JizzleJazzle's Horoscope Jan 7 - Jan 13, 2011
Boasts, babies you didn't know you had, low funds and Lauryn Hill's tardiness. Your future is all over the place this week.
Aries, Leo and Sagittarius:
All of your words will come back to haunt you this week. Remember when you told folks about the hot new car you got? Well ya ain't never have it and now folks are starting to wonder what's the deal. They have yet to see you drive up in a BMW. So I suggest you call Zipcar, ride the rental car twice around the block and return it before you incur late fees (you know you can't afford that).
Capricorn, Taurus and Virgo:
This is the week of finding old things that you really don't need. For example you might find out you have a baby somewhere out in the world from a one-night stand. But do you really need a baby? I mean honestly, do you want to wake up at all hours in the morning, have to use most of your income to buy baby formula and diapers and learn new words like "coochie-coo?" I didn't think so.
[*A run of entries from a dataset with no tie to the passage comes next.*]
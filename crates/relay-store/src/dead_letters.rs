// SPDX-License-Identifier: MIT OR Apache-2.0
//! Persisted dead-letter records.

use crate::{StoreResult, lock};
use chrono::DateTime;
use chrono::Utc;
use relay_core::{DeadLetter, DeadLetterReason};
use rusqlite::{Connection, named_params};
use std::collections::BTreeMap;
use std::sync::{Arc, Mutex};

/// Handle to the dead-letter store.
#[derive(Clone)]
pub struct DeadLetterStore {
    conn: Arc<Mutex<Connection>>,
}

impl DeadLetterStore {
    pub(crate) fn new(conn: Arc<Mutex<Connection>>) -> Self {
        Self { conn }
    }

    /// Persist one dead-letter record.
    pub fn insert(&self, record: &DeadLetter) -> StoreResult<()> {
        let conn = lock(&self.conn);
        conn.execute(
            "INSERT INTO dead_letters
                (endpoint_hash, message_id, reason, envelope, failed_at)
             VALUES (:endpoint_hash, :message_id, :reason, :envelope, :failed_at)",
            named_params! {
                ":endpoint_hash": record.endpoint_hash as i64,
                ":message_id": record.message_id.to_string(),
                ":reason": record.reason.as_str(),
                ":envelope": serde_json::to_string(&record.envelope)?,
                ":failed_at": record.failed_at.to_rfc3339(),
            },
        )?;
        Ok(())
    }

    /// List records, optionally filtered by the target subscriber's hash.
    /// Newest first.
    pub fn list(&self, endpoint_hash: Option<u64>) -> StoreResult<Vec<DeadLetter>> {
        let conn = lock(&self.conn);
        let mut stmt = conn.prepare(
            "SELECT endpoint_hash, message_id, reason, envelope, failed_at
             FROM dead_letters
             WHERE (:hash IS NULL OR endpoint_hash = :hash)
             ORDER BY seq DESC",
        )?;
        let raws: Vec<(i64, String, String, String, String)> = stmt
            .query_map(
                named_params! { ":hash": endpoint_hash.map(|h| h as i64) },
                |row| {
                    Ok((
                        row.get(0)?,
                        row.get(1)?,
                        row.get(2)?,
                        row.get(3)?,
                        row.get(4)?,
                    ))
                },
            )?
            .collect::<Result<_, _>>()?;
        drop(stmt);
        drop(conn);

        let mut out = Vec::with_capacity(raws.len());
        for (hash, message_id, reason, envelope, failed_at) in raws {
            out.push(DeadLetter {
                endpoint_hash: hash as u64,
                message_id: message_id.parse().map_err(|_| {
                    crate::StoreError::IntegrityCheckFailed("bad message id".into())
                })?,
                reason: DeadLetterReason::parse(&reason).ok_or_else(|| {
                    crate::StoreError::IntegrityCheckFailed(format!("unknown reason '{reason}'"))
                })?,
                envelope: serde_json::from_str(&envelope)?,
                failed_at: DateTime::parse_from_rfc3339(&failed_at)
                    .map(|dt| dt.with_timezone(&Utc))
                    .map_err(|_| {
                        crate::StoreError::IntegrityCheckFailed("bad failed_at".into())
                    })?,
            });
        }
        Ok(out)
    }

    /// Count of records grouped by reason string.
    pub fn counts_by_reason(&self) -> StoreResult<BTreeMap<String, u64>> {
        let conn = lock(&self.conn);
        let mut stmt =
            conn.prepare("SELECT reason, COUNT(*) FROM dead_letters GROUP BY reason")?;
        let counts = stmt
            .query_map([], |row| Ok((row.get::<_, String>(0)?, row.get::<_, i64>(1)?)))?
            .collect::<Result<Vec<_>, _>>()?;
        Ok(counts.into_iter().map(|(r, n)| (r, n as u64)).collect())
    }

    /// Total number of records.
    pub fn count(&self) -> StoreResult<u64> {
        let conn = lock(&self.conn);
        let n: i64 = conn.query_row("SELECT COUNT(*) FROM dead_letters", [], |row| row.get(0))?;
        Ok(n as u64)
    }
}

#[cfg(test)]
mod tests {
    use super::*;
    use crate::Store;
    use relay_core::{Budget, BudgetOverrides, Envelope};

    fn dead_letter(reason: DeadLetterReason, endpoint_hash: u64) -> DeadLetter {
        let now = Utc::now();
        let envelope = Envelope::assign(
            "relay.agent.a",
            "relay.human.console",
            None,
            serde_json::json!({}),
            Budget::normalize(&BudgetOverrides::default(), now),
            None,
            now,
        );
        DeadLetter {
            endpoint_hash,
            message_id: envelope.id,
            reason,
            envelope,
            failed_at: now,
        }
    }

    #[test]
    fn insert_then_list_roundtrips() {
        let store = Store::open_in_memory().unwrap();
        let dls = store.dead_letters();
        let record = dead_letter(DeadLetterReason::CycleDetected, 7);
        dls.insert(&record).unwrap();

        let all = dls.list(None).unwrap();
        assert_eq!(all.len(), 1);
        assert_eq!(all[0].message_id, record.message_id);
        assert_eq!(all[0].reason, DeadLetterReason::CycleDetected);
        assert_eq!(all[0].envelope.subject, "relay.agent.a");
    }

    #[test]
    fn list_filters_by_endpoint_hash() {
        let store = Store::open_in_memory().unwrap();
        let dls = store.dead_letters();
        dls.insert(&dead_letter(DeadLetterReason::HopLimit, 1)).unwrap();
        dls.insert(&dead_letter(DeadLetterReason::TtlExpired, 2)).unwrap();
        dls.insert(&dead_letter(DeadLetterReason::HopLimit, 1)).unwrap();

        let hits = dls.list(Some(1)).unwrap();
        assert_eq!(hits.len(), 2);
        assert!(hits.iter().all(|d| d.endpoint_hash == 1));
    }

    #[test]
    fn counts_grouped_by_reason() {
        let store = Store::open_in_memory().unwrap();
        let dls = store.dead_letters();
        dls.insert(&dead_letter(DeadLetterReason::HopLimit, 1)).unwrap();
        dls.insert(&dead_letter(DeadLetterReason::HopLimit, 2)).unwrap();
        dls.insert(&dead_letter(DeadLetterReason::PublishFailed, 3)).unwrap();

        let counts = dls.counts_by_reason().unwrap();
        assert_eq!(counts["hop_limit"], 2);
        assert_eq!(counts["publish_failed"], 1);
        assert_eq!(dls.count().unwrap(), 3);
    }

    #[test]
    fn large_hashes_survive_the_i64_bridge() {
        let store = Store::open_in_memory().unwrap();
        let dls = store.dead_letters();
        let hash = u64::MAX - 3;
        dls.insert(&dead_letter(DeadLetterReason::CycleDetected, hash))
            .unwrap();
        let hits = dls.list(Some(hash)).unwrap();
        assert_eq!(hits.len(), 1);
        assert_eq!(hits[0].endpoint_hash, hash);
    }
}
Libra, Aquarius and Gemini:
Money is tight this week. So I suggest you pull a Toni Braxton and convince your family (your alcoholic aunt and perverted uncle are top picks) to do a reality show (on YouTube of course) and consider posing nude for a magazine (try some animal wildlife publication). Now that's a financial comeback plan.
Cancer, Scorpio and Pisces:
You're bound to be late this week to just about everything. You may even show up on the wrong date to a few events. But when the haters give you hell for your tardy appearances you tell them like Ms. Lauryn Hill: "I spent my enter 20's sacrificing my life to give you love...I personally know I'm worth the wait." Those two lines right there will set a hater straight.
I'm JizzleJazzle and remember don't be good, be fabulous.